Des oreilles à déboucher, des langues à fluidifier...
Publié le 8 Juillet 2024
Prédication sur Marc 7, 31 à 37
J’espère qu’Elias a bien noté le coup des doigts à enfoncer dans les oreilles d’un autre et de la salive à répandre sur sa langue… Mais, ce matin, c’est un autre geste que je voudrais que nous interrogions, c’est le geste de Marion et Manu, le geste de demander le baptême d’un enfant, d’amener, de fait, un enfant à Jésus.
Parce que c’est un geste qui ne coule pas de source, c’est même un geste qui aujourd’hui pourrait paraître au moins aussi critiquable que celui d’enfoncer ses doigts dans les oreilles de quelqu’un d’autre…
Je vais lever tout de suite une inquiétude : la Bible nous le permet et même nous y encourage… Oui, à travers les évangiles, nous voyons des foules venir vers Jésus et nous voyons aussi des gens qu’on lui amène, ou auprès desquels on fait venir Jésus. Et parfois, ce sont les mêmes ! Des gens qu’on a amenés à Jésus se mettent à le suivre, à aller à lui !
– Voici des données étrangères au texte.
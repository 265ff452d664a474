//! Equation of a circle.
//!
//! Builds the standard and general forms of a circle either from its center
//! and radius or from three points on its circumference.

mod core;

pub use self::core::{Circle, Collinear, GeneralForm, Point};

use thiserror::Error;
use twine_core::Model;

use crate::support::{
    constraint::StrictlyPositive,
    format::NumberFormat,
    input::{self, InputError},
    recipe::Recipe,
};

/// Circle equation calculator.
#[derive(Debug, Clone, Copy, Default)]
pub struct CircleEquation {
    pub format: NumberFormat,
}

/// What the user knows about the circle.
#[derive(Debug, Clone, PartialEq, Eq)]
pub enum CircleForm {
    CenterRadius { h: String, k: String, r: String },
    ThreePoints { points: [(String, String); 3] },
}

#[derive(Debug, Clone, PartialEq)]
pub struct CircleEquationOutput {
    pub circle: Circle,
    pub general: GeneralForm,
    /// `(x - h)² + (y - k)² = r²`
    pub standard_form: String,
    /// `x² + y² + Dx + Ey + F = 0`
    pub general_form: String,
    pub diameter: f64,
    pub circumference: f64,
    pub area: f64,
    pub is_unit_circle: bool,
    pub is_origin_circle: bool,
    pub explanation: String,
    pub steps: Recipe,
}

#[derive(Debug, Clone, PartialEq, Error)]
pub enum CircleEquationError {
    #[error(transparent)]
    Input(#[from] InputError),

    #[error(transparent)]
    Collinear(#[from] Collinear),
}

const POINT_FIELDS: [(&str, &str); 3] = [("x1", "y1"), ("x2", "y2"), ("x3", "y3")];

impl Model for CircleEquation {
    type Input = CircleForm;
    type Output = CircleEquationOutput;
    type Error = CircleEquationError;

    fn call(&self, input: &Self::Input) -> Result<Self::Output, Self::Error> {
        let fmt = &self.format;
        let mut steps = Recipe::new();

        let circle = match input {
            CircleForm::CenterRadius { h, k, r } => {
                let h = input::require("h", input::number("h", h)?)?;
                let k = input::require("k", input::number("k", k)?)?;
                let r = input::require("r", input::number("r", r)?)?;
                let r = input::constrain::<StrictlyPositive, _>("r", r)?;
                let circle = Circle::new(Point::new(h, k), r);

                let (h, k, r) = (fmt.format(h), fmt.format(k), fmt.format(circle.radius()));
                steps.push(format!("Given: center ({h}, {k}) and radius r = {r}"));
                steps.push("Step 1: Standard form of a circle is (x - h)² + (y - k)² = r²");
                steps.push(format!("Step 2: Substitute (h, k) = ({h}, {k}) and r = {r}"));
                circle
            }
            CircleForm::ThreePoints { points } => {
                let mut parsed = [Point::new(0.0, 0.0); 3];
                for ((slot, (x, y)), (x_name, y_name)) in
                    parsed.iter_mut().zip(points).zip(POINT_FIELDS)
                {
                    *slot = Point::new(
                        input::require(x_name, input::number(x_name, x)?)?,
                        input::require(y_name, input::number(y_name, y)?)?,
                    );
                }

                let circle = Circle::through(parsed).inspect_err(|_| {
                    tracing::debug!(?parsed, "circle equation: points are collinear");
                })?;

                let given = parsed
                    .iter()
                    .map(|p| format!("({}, {})", fmt.format(p.x), fmt.format(p.y)))
                    .collect::<Vec<_>>()
                    .join(", ");
                steps.push(format!("Given: three points {given}"));
                steps.push("Step 1: Solve x² + y² + Dx + Ey + F = 0 at each point by determinants");
                steps.push(format!(
                    "Step 2: Center (h, k) = ({}, {})",
                    fmt.format(circle.center.x),
                    fmt.format(circle.center.y)
                ));
                steps.push(format!(
                    "Step 3: r = √[(x₁ - h)² + (y₁ - k)²] = {}",
                    fmt.format(circle.radius())
                ));
                circle
            }
        };

        let general = circle.general_form();
        let standard_form = standard_form(&circle, fmt);
        let general_form = general_form(&general, fmt);
        steps.push(format!("Standard form: {standard_form}"));
        steps.push(format!(
            "Expand: D = -2h = {}, E = -2k = {}, F = h² + k² - r² = {}",
            fmt.format(general.d),
            fmt.format(general.e),
            fmt.format(general.f)
        ));
        steps.push(format!("General form: {general_form}"));

        let explanation = if circle.is_unit_circle() {
            "This is the unit circle centered at the origin with radius 1.".to_owned()
        } else if circle.is_origin_circle() {
            format!(
                "This circle is centered at the origin (0, 0) with radius {}.",
                fmt.format(circle.radius())
            )
        } else {
            format!(
                "This circle is centered at ({}, {}) with radius {}.",
                fmt.format(circle.center.x),
                fmt.format(circle.center.y),
                fmt.format(circle.radius())
            )
        };

        tracing::debug!(
            h = circle.center.x,
            k = circle.center.y,
            r = circle.radius(),
            "circle equation solved"
        );

        Ok(CircleEquationOutput {
            general,
            standard_form,
            general_form,
            diameter: circle.diameter(),
            circumference: circle.circumference(),
            area: circle.area(),
            is_unit_circle: circle.is_unit_circle(),
            is_origin_circle: circle.is_origin_circle(),
            explanation,
            steps,
            circle,
        })
    }
}

/// `(x - h)²`, `(x + h)²`, or `x²` when the offset is zero.
fn shifted(var: char, offset: f64, fmt: &NumberFormat) -> String {
    if offset == 0.0 {
        format!("{var}²")
    } else if offset > 0.0 {
        format!("({var} - {})²", fmt.format(offset))
    } else {
        format!("({var} + {})²", fmt.format(-offset))
    }
}

/// A signed term such as ` - 4x`; empty when the coefficient is zero.
fn term(coefficient: f64, var: &str, fmt: &NumberFormat) -> String {
    if coefficient == 0.0 {
        String::new()
    } else if coefficient > 0.0 {
        format!(" + {}{var}", fmt.format(coefficient))
    } else {
        format!(" - {}{var}", fmt.format(-coefficient))
    }
}

fn standard_form(circle: &Circle, fmt: &NumberFormat) -> String {
    format!(
        "{} + {} = {}",
        shifted('x', circle.center.x, fmt),
        shifted('y', circle.center.y, fmt),
        fmt.format(circle.radius() * circle.radius())
    )
}

fn general_form(g: &GeneralForm, fmt: &NumberFormat) -> String {
    format!(
        "x² + y²{}{}{} = 0",
        term(g.d, "x", fmt),
        term(g.e, "y", fmt),
        term(g.f, "", fmt)
    )
}
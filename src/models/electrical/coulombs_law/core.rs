use uom::si::{
    electric_charge::coulomb,
    f64::{ElectricCharge, Force, Length},
    force::newton,
    length::meter,
};

use crate::support::{
    constants::COULOMB_CONSTANT,
    constraint::{Constrained, NonZero, StrictlyPositive},
};

/// Whether two charges pull together or push apart.
#[derive(Debug, Clone, Copy, PartialEq, Eq, Hash, Default)]
pub enum Interaction {
    Attractive,
    #[default]
    Repulsive,
}

/// Three of force, both charges and separation.
#[derive(Debug, Clone, Copy, PartialEq)]
pub enum Known {
    Force {
        q1: Constrained<ElectricCharge, NonZero>,
        q2: Constrained<ElectricCharge, NonZero>,
        distance: Constrained<Length, StrictlyPositive>,
    },
    /// Solve for `q1`; its sign follows from the interaction.
    Charge1 {
        force: Constrained<Force, StrictlyPositive>,
        q2: Constrained<ElectricCharge, NonZero>,
        distance: Constrained<Length, StrictlyPositive>,
        interaction: Interaction,
    },
    /// Solve for `q2`; its sign follows from the interaction.
    Charge2 {
        force: Constrained<Force, StrictlyPositive>,
        q1: Constrained<ElectricCharge, NonZero>,
        distance: Constrained<Length, StrictlyPositive>,
        interaction: Interaction,
    },
    Distance {
        force: Constrained<Force, StrictlyPositive>,
        q1: Constrained<ElectricCharge, NonZero>,
        q2: Constrained<ElectricCharge, NonZero>,
    },
}

/// Two point charges satisfying `F = k|q₁q₂| / r²`.
#[derive(Debug, Clone, Copy, PartialEq)]
pub struct ChargePair {
    /// Magnitude of the force on either charge.
    pub force: Force,
    pub q1: ElectricCharge,
    pub q2: ElectricCharge,
    pub distance: Length,
}

impl ChargePair {
    #[must_use]
    pub fn interaction(&self) -> Interaction {
        if (self.q1.value > 0.0) == (self.q2.value > 0.0) {
            Interaction::Repulsive
        } else {
            Interaction::Attractive
        }
    }
}

#[must_use]
pub fn solve(known: Known) -> ChargePair {
    match known {
        Known::Force { q1, q2, distance } => {
            let (q1, q2, r) = (q1.into_inner(), q2.into_inner(), distance.into_inner());
            let force = COULOMB_CONSTANT * (q1.get::<coulomb>() * q2.get::<coulomb>()).abs()
                / r.get::<meter>().powi(2);
            ChargePair {
                force: Force::new::<newton>(force),
                q1,
                q2,
                distance: r,
            }
        }
        Known::Charge1 {
            force,
            q2,
            distance,
            interaction,
        } => {
            let q2 = q2.into_inner();
            let q1 = other_charge(force.into_inner(), q2, distance.into_inner(), interaction);
            ChargePair {
                force: force.into_inner(),
                q1,
                q2,
                distance: distance.into_inner(),
            }
        }
        Known::Charge2 {
            force,
            q1,
            distance,
            interaction,
        } => {
            let q1 = q1.into_inner();
            let q2 = other_charge(force.into_inner(), q1, distance.into_inner(), interaction);
            ChargePair {
                force: force.into_inner(),
                q1,
                q2,
                distance: distance.into_inner(),
            }
        }
        Known::Distance { force, q1, q2 } => {
            let (f, q1, q2) = (force.into_inner(), q1.into_inner(), q2.into_inner());
            let r = (COULOMB_CONSTANT * (q1.get::<coulomb>() * q2.get::<coulomb>()).abs()
                / f.get::<newton>())
            .sqrt();
            ChargePair {
                force: f,
                q1,
                q2,
                distance: Length::new::<meter>(r),
            }
        }
    }
}

/// `|q| = F r² / (k |q_known|)`, signed by the interaction.
fn other_charge(
    force: Force,
    known: ElectricCharge,
    distance: Length,
    interaction: Interaction,
) -> ElectricCharge {
    let q_known = known.get::<coulomb>();
    let magnitude =
        force.get::<newton>() * distance.get::<meter>().powi(2) / (COULOMB_CONSTANT * q_known.abs());
    let sign = match interaction {
        Interaction::Repulsive => q_known.signum(),
        Interaction::Attractive => -q_known.signum(),
    };
    ElectricCharge::new::<coulomb>(sign * magnitude)
}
Alors, la différence est dans la finalité : on n’amène pas les gens à Jésus, on ne demande pas le baptême des enfants pour grossir le club, pardon pour faire grandir l’Eglise. Celles et ceux qui font croître l’Eglise, ce sont celles et ceux qui viennent à lui.
Mais, à côté de ces foules qui viennent à Jésus, on voit dans les évangiles, qu’on amène des gens à Jésus pour qu’ils puissent enfin voir, marcher, et dans le texte entendu ce matin entendre et parler… Bref, on n’amène pas des gens à Jésus pour Jésus, ni pour nous, pour l’Eglise, on amène des gens à Jésus pour eux.
Elias n’est ni sourd ni muet, et je pense que Manu et Marion sont au courant que son baptême ne le prédisposera pas à écouter mieux ses parents… Mais en demandant son baptême, je crois qu’ils ont eu envie de faire entendre à Elias une parole d’amour, de vie, d’espérance, et de lui faire entendre cette parole
Par delà le concert
Des sanglots et des pleurs
Et des cris de colère
Des hommes qui ont peur,
comme le chantait Jacques Brel
Et peut-être ont-ils eu aussi envie de la réentendre eux-mêmes et que nous l’entendions avec lui et avec eux… Cette Bonne Nouvelle que nous recevons en Jésus Christ, bien sûr que nous avons envie de la partager avec celles et ceux que nous aimons, en commençant par nos enfants…
C’est pourquoi, avant de voir ce qui se passe dans la rencontre avec Jésus, je vous propose de nous arrêter un peu sur ce que Marc nous dit sur ce geste d'amener quelqu'un à Jésus.
Il sortit du territoire de Tyr et revint par Sidon vers la mer de Galilée, en traversant le territoire de la Décapole.
Où cette guérison se passe-t-elle ? A Sidon ? Dans le territoire de la Décapole ? au bord de la mer de Galilée, en Galilée ou sur le territoire de la Décapole ? Non seulement le texte est assez flou sur la question mais, en plus, le trajet est aberrant. Vous avez Israël bordé à l’Ouest par la mer Méditerranée, au nord-ouest, également bordé par la Méditerranée, vous avez Tyr, encore plus au nord, vous avez la ville côtière de Sidon et puis au Sud-Est de la mer de Galilée, la Décapole.
Les commentaires voient souvent dans cet étrange itinéraire le symbole d’un Evangile qui doit être annoncé aux nations… Mais je ne peux m’empêcher de penser à ces hommes et ces femmes qui suivent aussi des itinéraires étranges, pour éviter des dangers, pour contourner des frontières qu’on leur ferme…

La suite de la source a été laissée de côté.